Did you say that non-js backend dev don't understand async or that it's a myth people belive? I'm mean first case is offff so much I can't see it. Asyc has been on back long before js existed. It just wasn't considered as useful as today. Hint Erlang and check it's year of development
I meant to say that people who are used to traditional backend programming languages like java where the frameworks like spring abstract away the parts which make a server take multiple requests, scale etc. So the code almost executes sequentially in a single path/request. When it comes to frontend, there's a promise.then which we need to call to make it sequential.
I do understand that java had these things known as
Futures
all the way, but no. of people who use it might not be that big, at least as per my knowledge. So, for me coming from java background initial parts of my career, that was a major place for confusion. That too when there were so many ways to make an api call like xhr, fetch, axios and es6 was kind of new & the confusion between callbacks and promises made me frontend quite hard to master.Java did lag a bit for async adopting as a language. That's a fair point. However start of Java implemented "Green threads" so read about that one if you already didn't.

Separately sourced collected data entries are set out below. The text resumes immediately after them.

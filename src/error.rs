// src/error.rs

//! Unified error handling for the monitor application.

use std::fmt;

use thiserror::Error;

/// Result type alias for monitor operations.
pub type Result<T> = std::result::Result<T, AppError>;

/// Unified application error type.
#[derive(Error, Debug)]
pub enum AppError {
    /// I/O operation failed
    #[error("I/O error: {0}")]
    Io(#[from] std::io::Error),

    /// HTTP request failed
    #[error("HTTP error: {0}")]
    Http(#[from] reqwest::Error),

    /// JSON serialization/deserialization failed
    #[error("JSON error: {0}")]
    Json(#[from] serde_json::Error),

    /// TOML parsing failed
    #[error("TOML parse error: {0}")]
    Toml(#[from] toml::de::Error),

    /// URL parsing failed
    #[error("URL parse error: {0}")]
    Url(#[from] url::ParseError),

    /// Regular expression compilation failed
    #[error("Regex error: {0}")]
    Regex(#[from] regex::Error),

    /// Listing date text did not match the expected `day month time` shape.
    ///
    /// Never defaulted away: an unparseable date means the site layout
    /// changed and needs attention.
    #[error("Unrecognized date format: '{raw}'")]
    DateFormat { raw: String },

    /// One listing row failed structural extraction
    #[error("Row parse error in {context}: {message}")]
    ParseRow { context: String, message: String },

    /// Data validation error
    #[error("Validation error: {0}")]
    Validation(String),
}

impl AppError {
    /// Create a date format error.
    pub fn date_format(raw: impl Into<String>) -> Self {
        Self::DateFormat { raw: raw.into() }
    }

    /// Create a row parse error with context.
    pub fn parse_row(context: impl Into<String>, message: impl fmt::Display) -> Self {
        Self::ParseRow {
            context: context.into(),
            message: message.to_string(),
        }
    }

    /// Create a validation error.
    pub fn validation(message: impl Into<String>) -> Self {
        Self::Validation(message.into())
    }
}
//! Listing item model.
//!
//! One `Item` is one classified listing as parsed from a listing page.
//! Identity comes from the site-assigned numeric id; the change-detection
//! key is the `(id, price)` fingerprint, so a price edit on a known
//! listing surfaces it again as new.

use std::fmt;

use chrono::{Datelike, Duration, Local, NaiveDate, NaiveDateTime, NaiveTime};
use serde::{Deserialize, Serialize};

use crate::error::{AppError, Result};

/// Whether a listing offers or seeks the item.
#[derive(Debug, Clone, Copy, Serialize, Deserialize, PartialEq, Eq)]
pub enum TradeKind {
    /// "Myydään" - for sale
    Sell,
    /// "Ostetaan" - wanted to buy
    Buy,
}

impl TradeKind {
    /// Map the site's trade label to a kind. Unknown labels count as Buy
    /// so they get filtered out rather than alarmed on.
    pub fn from_label(label: &str) -> TradeKind {
        if label.trim() == "Myydään" {
            TradeKind::Sell
        } else {
            TradeKind::Buy
        }
    }
}

/// Change-detection key: listing id plus price.
///
/// Two fetches of the same unchanged listing always produce the same
/// fingerprint; a price change produces a different one.
#[derive(Debug, Clone, Copy, PartialEq, Eq, Hash)]
pub struct Fingerprint {
    pub id: u64,
    pub price: Option<u32>,
}

/// Vehicle attributes scraped from a car listing's detail page.
///
/// All fields optional; absence just means the seller left the field
/// blank or the detail fetch failed.
#[derive(Debug, Clone, Default, Serialize, Deserialize, PartialEq, Eq)]
pub struct CarDetails {
    pub car_type: Option<String>,
    pub year: Option<u32>,
    pub tax: Option<u32>,
    pub odometer: Option<u32>,
    pub fuel_expense: Option<u32>,
    pub gearbox: Option<String>,
    pub fuel: Option<String>,
    pub plate: Option<String>,
    pub cruise_control: bool,
    pub tow_hook: bool,
    pub air_conditioning: bool,
    pub engine_heater: bool,
    pub extra_description: Option<String>,
    pub info: Option<String>,
    /// Higher-resolution image than the listing-page thumbnail
    pub image_url: Option<String>,
}

/// A classified listing.
#[derive(Debug, Clone, Serialize, Deserialize, PartialEq)]
pub struct Item {
    /// Site-assigned listing id, stable across fetches
    pub id: u64,

    /// Listing title text
    pub description: String,

    /// Price in euros; `None` when the listing shows no parseable price
    pub price: Option<u32>,

    /// Posting time, always resolved to a concrete calendar date
    pub date: NaiveDateTime,

    /// Region name shown on the listing row
    pub location: String,

    /// Category resolved from the row's category/geo fragment
    pub category: String,

    /// Full URL to the listing's own page
    pub url: String,

    /// Thumbnail URL, absent for image-less listings
    pub image_url: Option<String>,

    /// Sale vs. wanted
    pub trade_kind: TradeKind,

    /// Detail-page enrichment, car topic only
    #[serde(default, skip_serializing_if = "Option::is_none")]
    pub car: Option<CarDetails>,
}

impl Item {
    /// Dedup key for change detection.
    pub fn fingerprint(&self) -> Fingerprint {
        Fingerprint {
            id: self.id,
            price: self.price,
        }
    }

    /// Merge detail-page fields into the item.
    ///
    /// Purely additive: base fields stay untouched, except that a missing
    /// thumbnail is filled from the detail page's image.
    pub fn apply_details(&mut self, mut details: CarDetails) {
        if self.image_url.is_none() && details.image_url.is_some() {
            self.image_url = details.image_url.clone();
        }
        if details.image_url.is_none() {
            details.image_url = self.image_url.clone();
        }
        self.car = Some(details);
    }
}

impl fmt::Display for Item {
    fn fmt(&self, f: &mut fmt::Formatter<'_>) -> fmt::Result {
        let price = self
            .price
            .map_or_else(|| "n/a".to_string(), |p| p.to_string());
        write!(
            f,
            "{} - {} {: >30} {: >10} {: <45} {}",
            self.id,
            self.date.format("%Y-%m-%d %H:%M"),
            self.location,
            price,
            self.description,
            self.url
        )
    }
}

/// Finnish abbreviated month tokens in calendar order.
const MONTHS_FI: [&str; 12] = [
    "tam", "hel", "maa", "huh", "tou", "kes", "hei", "elo", "syy", "lok", "mar", "jou",
];

fn month_number(token: &str) -> Option<u32> {
    let token = token.to_lowercase();
    MONTHS_FI
        .iter()
        .position(|m| token.starts_with(m))
        .map(|i| i as u32 + 1)
}

/// Parse a listing date string relative to `today`.
///
/// Accepts `tänään HH:MM`, `eilen HH:MM` and `DD kuu HH:MM` with Finnish
/// abbreviated months. The year is always the current year; the site never
/// shows listings old enough to roll over.
pub fn parse_date_at(raw: &str, today: NaiveDate) -> Result<NaiveDateTime> {
    let tokens: Vec<&str> = raw.split_whitespace().collect();

    let (date, time_token) = match tokens.as_slice() {
        ["tänään", time] => (today, *time),
        ["eilen", time] => (today - Duration::days(1), *time),
        [day, month, time] => {
            let day: u32 = day.parse().map_err(|_| AppError::date_format(raw))?;
            let month = month_number(month).ok_or_else(|| AppError::date_format(raw))?;
            let date = NaiveDate::from_ymd_opt(today.year(), month, day)
                .ok_or_else(|| AppError::date_format(raw))?;
            (date, *time)
        }
        _ => return Err(AppError::date_format(raw)),
    };

    let time =
        NaiveTime::parse_from_str(time_token, "%H:%M").map_err(|_| AppError::date_format(raw))?;
    Ok(date.and_time(time))
}

/// Parse a listing date string against the local calendar.
pub fn parse_date(raw: &str) -> Result<NaiveDateTime> {
    parse_date_at(raw, Local::now().date_naive())
}
//! Pipeline entry points for monitor operations.
//!
//! - `run_monitor`: scan all topics forever with jittered sleeps
//! - `run_scan`: one cycle per topic, for cron-style invocation

pub mod alarms;
pub mod scan;

pub use alarms::AlarmEngine;
pub use scan::{CycleSummary, TopicScanner, build_scanners, run_monitor, run_scan};
//! Local filesystem JSON store.
//!
//! ## Storage Layout
//!
//! ```text
//! {root}/
//! ├── items.json        # general-topic baseline
//! ├── cars.json         # car-topic baseline
//! ├── alarms.json       # saved-search rules
//! ├── users.json        # user id -> email address
//! └── item_alarms.json  # dispatched-alarm audit trail
//! ```
//!
//! Writes go through a temp file and rename, so a crash mid-write never
//! leaves a truncated baseline behind.

use std::collections::HashMap;
use std::path::PathBuf;

use async_trait::async_trait;
use chrono::{Local, NaiveDateTime};
use serde::{Serialize, de::DeserializeOwned};
use tokio::io::AsyncWriteExt;

use crate::error::{AppError, Result};
use crate::models::{AlarmRule, Item};
use crate::storage::{AlarmRecord, ItemStore};

/// Local filesystem storage backend.
#[derive(Debug, Clone)]
pub struct JsonStore {
    root_dir: PathBuf,
}

impl JsonStore {
    /// Create a store rooted at the given directory.
    pub fn new(root_dir: impl Into<PathBuf>) -> Self {
        Self {
            root_dir: root_dir.into(),
        }
    }

    /// Get the full path for a relative key.
    fn path(&self, key: &str) -> PathBuf {
        self.root_dir.join(key)
    }

    /// Write bytes atomically (write to temp, then rename).
    async fn write_bytes(&self, key: &str, bytes: &[u8]) -> Result<()> {
        let path = self.path(key);
        if let Some(parent) = path.parent() {
            tokio::fs::create_dir_all(parent).await?;
        }

        let tmp = path.with_extension("tmp");
        let mut file = tokio::fs::File::create(&tmp).await?;
        file.write_all(bytes).await?;
        file.flush().await?;
        drop(file);

        tokio::fs::rename(&tmp, &path).await?;
        Ok(())
    }

    /// Write JSON data.
    async fn write_json<T: Serialize + ?Sized>(&self, key: &str, value: &T) -> Result<()> {
        let bytes = serde_json::to_vec_pretty(value)?;
        self.write_bytes(key, &bytes).await
    }

    /// Read bytes, returning None if file doesn't exist.
    async fn read_bytes(&self, key: &str) -> Result<Option<Vec<u8>>> {
        let path = self.path(key);
        match tokio::fs::read(&path).await {
            Ok(bytes) => Ok(Some(bytes)),
            Err(e) if e.kind() == std::io::ErrorKind::NotFound => Ok(None),
            Err(e) => Err(AppError::Io(e)),
        }
    }

    /// Read JSON data.
    async fn read_json<T: DeserializeOwned>(&self, key: &str) -> Result<Option<T>> {
        match self.read_bytes(key).await? {
            Some(bytes) => Ok(Some(serde_json::from_slice(&bytes)?)),
            None => Ok(None),
        }
    }

    async fn load_items(&self, key: &str) -> Result<Vec<Item>> {
        Ok(self.read_json(key).await?.unwrap_or_default())
    }

    /// Append new items to a baseline file, keyed by fingerprint so a
    /// re-persisted item never duplicates.
    async fn append_items(&self, key: &str, items: &[Item]) -> Result<()> {
        if items.is_empty() {
            return Ok(());
        }

        let mut existing = self.load_items(key).await?;
        let known: std::collections::HashSet<_> =
            existing.iter().map(Item::fingerprint).collect();

        for item in items {
            if !known.contains(&item.fingerprint()) {
                existing.push(item.clone());
            }
        }

        self.write_json(key, &existing).await
    }
}

#[async_trait]
impl ItemStore for JsonStore {
    async fn get_items(
        &self,
        range: Option<(NaiveDateTime, NaiveDateTime)>,
    ) -> Result<Vec<Item>> {
        let items = self.load_items("items.json").await?;
        Ok(match range {
            Some((start, end)) => items
                .into_iter()
                .filter(|i| i.date >= start && i.date <= end)
                .collect(),
            None => items,
        })
    }

    async fn store_items(&self, items: &[Item]) -> Result<()> {
        self.append_items("items.json", items).await
    }

    async fn get_cars(&self) -> Result<Vec<Item>> {
        self.load_items("cars.json").await
    }

    async fn store_cars(&self, items: &[Item]) -> Result<()> {
        self.append_items("cars.json", items).await
    }

    async fn get_alarms(&self) -> Result<Vec<AlarmRule>> {
        Ok(self.read_json("alarms.json").await?.unwrap_or_default())
    }

    async fn get_user_email(&self, user_id: u32) -> Result<Option<String>> {
        let users: HashMap<String, String> =
            self.read_json("users.json").await?.unwrap_or_default();
        Ok(users.get(&user_id.to_string()).cloned())
    }

    async fn store_item_alarm(&self, user_id: u32, item: &Item) -> Result<()> {
        let mut records: Vec<AlarmRecord> = self
            .read_json("item_alarms.json")
            .await?
            .unwrap_or_default();
        records.push(AlarmRecord {
            user_id,
            item: item.clone(),
            notified_at: Local::now().naive_local(),
        });
        self.write_json("item_alarms.json", &records).await
    }
}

However developer lacking the desire to use it is not. RxJava and project Reactor were quite there. Aside from Java which WAS always slow in adopting something (now it's a bit faster but maybe slower to implement), you did have numerous things starting from C# who first implemented async/await keywords (not the idea), as best to my knowelege 2012 official release with 5.0. That's just keyword talk. Scala did a lot also.
So before JavaScript jumped the hype many languages had in fact a whole community asking for async behaviour as pretty as async/await keywords in C# or they started propagating new programming religion about functional and Erlan or it's ruby-ish syntax Elixir and told people OO is bad and horrible and such such. It really depends where you work what kind of image you'll get for this. If you worked with telecoms in Java you would think devs always wanted it. I worked mostly with Java and it's still getting a slow phase there but not because of dev, rather old non easy up-gradable projects. It's not just writting couple of lines it's refactoring the way your libs for connections work and all the things management doesn't like to pay for. It's a bit misleading to think JS had any major impact on adopting it.
Before web there was a lot of UI and... well threads. So idea was there. They knew about async stuff. Just picked wrong tools for certain jobs. Or tools were too much lagging in releasing promised.
Now to push back to topic UI was one of the most influential things to push "async" requirements it just didn't start with the web nor JS. It was poorly implemented but hey we're talking about timeline.
Yeah I do agree. when I started maybe 6 years back or so java was where I started with minimal knowledge of async. Maybe that's the reason I found it hard to start. Thanks for the great info.